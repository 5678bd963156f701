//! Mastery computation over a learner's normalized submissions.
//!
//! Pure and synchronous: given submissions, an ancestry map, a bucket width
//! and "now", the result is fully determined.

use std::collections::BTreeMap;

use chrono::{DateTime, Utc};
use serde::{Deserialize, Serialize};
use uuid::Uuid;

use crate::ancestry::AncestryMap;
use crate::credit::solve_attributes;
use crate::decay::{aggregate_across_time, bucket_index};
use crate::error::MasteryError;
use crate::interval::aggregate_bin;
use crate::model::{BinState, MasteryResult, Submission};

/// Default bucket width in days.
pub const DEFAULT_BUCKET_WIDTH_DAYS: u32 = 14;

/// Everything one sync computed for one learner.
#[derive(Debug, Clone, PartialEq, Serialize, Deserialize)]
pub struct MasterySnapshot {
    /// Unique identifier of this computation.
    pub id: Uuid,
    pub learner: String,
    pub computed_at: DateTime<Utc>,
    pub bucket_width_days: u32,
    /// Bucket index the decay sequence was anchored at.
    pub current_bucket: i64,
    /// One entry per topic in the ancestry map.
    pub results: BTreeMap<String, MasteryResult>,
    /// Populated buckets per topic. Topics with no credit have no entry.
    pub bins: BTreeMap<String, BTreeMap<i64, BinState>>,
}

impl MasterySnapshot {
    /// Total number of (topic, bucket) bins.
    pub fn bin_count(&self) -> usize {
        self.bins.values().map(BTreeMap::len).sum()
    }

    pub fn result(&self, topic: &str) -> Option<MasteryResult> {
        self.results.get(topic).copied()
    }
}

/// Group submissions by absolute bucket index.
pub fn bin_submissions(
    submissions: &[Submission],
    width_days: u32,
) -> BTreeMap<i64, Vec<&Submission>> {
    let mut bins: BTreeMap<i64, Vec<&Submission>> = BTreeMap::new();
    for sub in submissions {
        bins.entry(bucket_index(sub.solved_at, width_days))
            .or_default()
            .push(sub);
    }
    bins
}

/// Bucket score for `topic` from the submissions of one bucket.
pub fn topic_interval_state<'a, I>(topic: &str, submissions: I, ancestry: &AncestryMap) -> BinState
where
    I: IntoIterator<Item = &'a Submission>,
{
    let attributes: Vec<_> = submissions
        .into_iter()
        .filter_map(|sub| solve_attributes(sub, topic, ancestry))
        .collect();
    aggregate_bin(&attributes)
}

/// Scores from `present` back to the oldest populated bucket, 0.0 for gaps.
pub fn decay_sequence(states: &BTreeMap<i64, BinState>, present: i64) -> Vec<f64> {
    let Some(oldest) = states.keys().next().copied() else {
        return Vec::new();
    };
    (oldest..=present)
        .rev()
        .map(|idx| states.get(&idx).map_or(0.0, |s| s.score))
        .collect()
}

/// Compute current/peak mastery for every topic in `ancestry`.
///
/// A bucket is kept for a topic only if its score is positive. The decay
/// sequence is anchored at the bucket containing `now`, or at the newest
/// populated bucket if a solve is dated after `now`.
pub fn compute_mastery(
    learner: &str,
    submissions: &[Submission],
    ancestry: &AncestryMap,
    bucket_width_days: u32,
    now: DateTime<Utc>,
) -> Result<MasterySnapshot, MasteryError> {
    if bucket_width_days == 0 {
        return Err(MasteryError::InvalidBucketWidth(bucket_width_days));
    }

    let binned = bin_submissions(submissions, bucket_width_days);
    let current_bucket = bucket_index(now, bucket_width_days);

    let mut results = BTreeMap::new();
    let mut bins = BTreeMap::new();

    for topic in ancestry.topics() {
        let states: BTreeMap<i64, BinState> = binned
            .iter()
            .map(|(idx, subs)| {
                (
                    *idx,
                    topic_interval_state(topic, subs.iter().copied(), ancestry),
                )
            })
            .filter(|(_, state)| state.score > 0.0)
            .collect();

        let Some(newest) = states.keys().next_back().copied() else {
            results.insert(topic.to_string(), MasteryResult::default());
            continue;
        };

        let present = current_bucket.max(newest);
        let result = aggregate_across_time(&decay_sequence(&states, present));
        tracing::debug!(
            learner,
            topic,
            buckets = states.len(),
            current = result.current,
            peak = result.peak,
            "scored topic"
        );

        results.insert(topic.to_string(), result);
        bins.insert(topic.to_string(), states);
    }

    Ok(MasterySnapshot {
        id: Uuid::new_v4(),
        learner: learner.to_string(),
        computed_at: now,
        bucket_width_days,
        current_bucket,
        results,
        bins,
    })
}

____

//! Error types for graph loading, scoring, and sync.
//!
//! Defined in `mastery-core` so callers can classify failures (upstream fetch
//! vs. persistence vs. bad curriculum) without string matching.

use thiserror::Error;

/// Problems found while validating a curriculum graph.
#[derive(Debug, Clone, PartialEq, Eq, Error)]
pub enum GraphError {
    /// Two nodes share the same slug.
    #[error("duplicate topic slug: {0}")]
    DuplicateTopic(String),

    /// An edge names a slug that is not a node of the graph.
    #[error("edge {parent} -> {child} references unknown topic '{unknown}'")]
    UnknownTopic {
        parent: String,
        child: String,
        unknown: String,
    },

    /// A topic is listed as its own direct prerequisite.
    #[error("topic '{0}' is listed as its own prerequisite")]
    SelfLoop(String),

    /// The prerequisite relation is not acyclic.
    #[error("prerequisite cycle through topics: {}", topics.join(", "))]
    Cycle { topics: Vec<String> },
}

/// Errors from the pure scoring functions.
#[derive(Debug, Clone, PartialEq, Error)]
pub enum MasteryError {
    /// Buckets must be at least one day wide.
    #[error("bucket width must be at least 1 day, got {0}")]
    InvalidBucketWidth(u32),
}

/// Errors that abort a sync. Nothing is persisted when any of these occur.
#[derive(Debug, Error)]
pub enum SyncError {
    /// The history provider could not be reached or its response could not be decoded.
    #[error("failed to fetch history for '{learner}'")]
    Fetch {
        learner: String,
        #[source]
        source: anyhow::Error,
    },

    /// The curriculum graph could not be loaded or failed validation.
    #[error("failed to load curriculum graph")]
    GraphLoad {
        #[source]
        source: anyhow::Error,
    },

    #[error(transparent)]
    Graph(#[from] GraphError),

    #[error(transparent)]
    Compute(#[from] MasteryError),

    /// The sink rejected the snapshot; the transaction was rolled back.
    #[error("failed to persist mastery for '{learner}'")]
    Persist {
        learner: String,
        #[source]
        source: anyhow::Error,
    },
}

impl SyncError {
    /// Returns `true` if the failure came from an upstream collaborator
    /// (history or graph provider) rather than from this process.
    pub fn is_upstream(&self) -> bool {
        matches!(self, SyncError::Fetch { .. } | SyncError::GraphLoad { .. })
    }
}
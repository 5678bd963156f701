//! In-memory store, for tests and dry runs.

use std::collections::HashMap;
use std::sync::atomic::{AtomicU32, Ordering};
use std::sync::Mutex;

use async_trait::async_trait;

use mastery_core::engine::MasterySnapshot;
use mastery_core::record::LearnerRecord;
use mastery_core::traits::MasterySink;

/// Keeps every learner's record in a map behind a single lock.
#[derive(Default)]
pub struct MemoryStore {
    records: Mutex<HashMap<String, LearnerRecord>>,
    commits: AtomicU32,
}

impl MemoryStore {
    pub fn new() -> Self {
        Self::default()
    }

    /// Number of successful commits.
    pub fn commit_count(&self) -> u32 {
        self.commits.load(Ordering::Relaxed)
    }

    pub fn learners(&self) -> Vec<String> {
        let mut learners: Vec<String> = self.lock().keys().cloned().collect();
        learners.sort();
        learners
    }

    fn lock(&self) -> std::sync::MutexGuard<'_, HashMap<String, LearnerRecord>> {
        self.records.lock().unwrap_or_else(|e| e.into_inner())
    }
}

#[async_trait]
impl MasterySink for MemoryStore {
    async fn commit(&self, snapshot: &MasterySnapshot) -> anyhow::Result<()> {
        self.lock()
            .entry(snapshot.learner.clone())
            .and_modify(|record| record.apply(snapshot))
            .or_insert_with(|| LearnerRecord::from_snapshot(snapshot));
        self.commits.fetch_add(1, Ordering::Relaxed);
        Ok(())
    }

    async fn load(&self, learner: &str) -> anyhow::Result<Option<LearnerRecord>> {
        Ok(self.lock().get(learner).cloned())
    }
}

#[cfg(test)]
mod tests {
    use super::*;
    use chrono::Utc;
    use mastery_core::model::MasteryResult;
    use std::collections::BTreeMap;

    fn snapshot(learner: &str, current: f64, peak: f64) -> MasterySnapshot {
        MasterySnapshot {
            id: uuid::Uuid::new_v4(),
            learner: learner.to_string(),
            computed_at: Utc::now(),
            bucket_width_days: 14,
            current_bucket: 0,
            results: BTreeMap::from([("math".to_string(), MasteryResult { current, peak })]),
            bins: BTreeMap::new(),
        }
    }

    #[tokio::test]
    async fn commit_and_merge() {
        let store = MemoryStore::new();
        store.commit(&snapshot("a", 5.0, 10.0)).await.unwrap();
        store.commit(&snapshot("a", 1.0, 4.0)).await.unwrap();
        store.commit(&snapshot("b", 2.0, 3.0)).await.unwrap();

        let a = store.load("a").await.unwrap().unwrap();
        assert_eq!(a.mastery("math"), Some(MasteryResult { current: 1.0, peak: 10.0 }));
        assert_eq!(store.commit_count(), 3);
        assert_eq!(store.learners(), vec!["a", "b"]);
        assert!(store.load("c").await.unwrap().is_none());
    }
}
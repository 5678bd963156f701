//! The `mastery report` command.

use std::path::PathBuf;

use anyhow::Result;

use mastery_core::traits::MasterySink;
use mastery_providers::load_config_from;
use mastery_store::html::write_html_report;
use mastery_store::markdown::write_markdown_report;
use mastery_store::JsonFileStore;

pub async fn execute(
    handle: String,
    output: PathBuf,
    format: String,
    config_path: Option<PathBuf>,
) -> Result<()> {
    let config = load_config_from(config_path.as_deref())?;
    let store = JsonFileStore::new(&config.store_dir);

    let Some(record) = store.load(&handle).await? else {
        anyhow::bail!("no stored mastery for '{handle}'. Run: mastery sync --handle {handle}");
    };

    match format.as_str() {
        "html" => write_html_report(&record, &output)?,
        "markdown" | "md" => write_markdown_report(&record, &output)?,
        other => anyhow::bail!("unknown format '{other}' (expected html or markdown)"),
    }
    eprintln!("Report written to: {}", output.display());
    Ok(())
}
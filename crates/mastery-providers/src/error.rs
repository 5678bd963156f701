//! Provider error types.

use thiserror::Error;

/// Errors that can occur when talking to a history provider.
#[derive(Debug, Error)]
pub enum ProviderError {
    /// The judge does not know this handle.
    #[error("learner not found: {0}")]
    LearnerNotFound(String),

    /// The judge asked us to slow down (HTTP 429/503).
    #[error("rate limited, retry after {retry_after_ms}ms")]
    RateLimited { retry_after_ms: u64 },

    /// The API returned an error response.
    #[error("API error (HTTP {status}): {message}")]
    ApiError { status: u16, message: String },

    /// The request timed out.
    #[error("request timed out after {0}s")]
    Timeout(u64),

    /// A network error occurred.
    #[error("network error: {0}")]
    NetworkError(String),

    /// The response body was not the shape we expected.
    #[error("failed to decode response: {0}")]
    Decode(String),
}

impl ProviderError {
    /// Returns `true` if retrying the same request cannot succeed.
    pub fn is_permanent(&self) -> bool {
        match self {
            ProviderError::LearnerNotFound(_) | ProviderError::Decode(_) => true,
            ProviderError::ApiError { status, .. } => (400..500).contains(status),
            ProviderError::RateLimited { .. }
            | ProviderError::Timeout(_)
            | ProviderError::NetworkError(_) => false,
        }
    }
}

____

Exercise instructions:
Could you copy each line from the listing that has the word "Serialize" in it?

Answer space:
use serde::{Deserialize, Serialize};
#[derive(Debug, Clone, PartialEq, Serialize, Deserialize)]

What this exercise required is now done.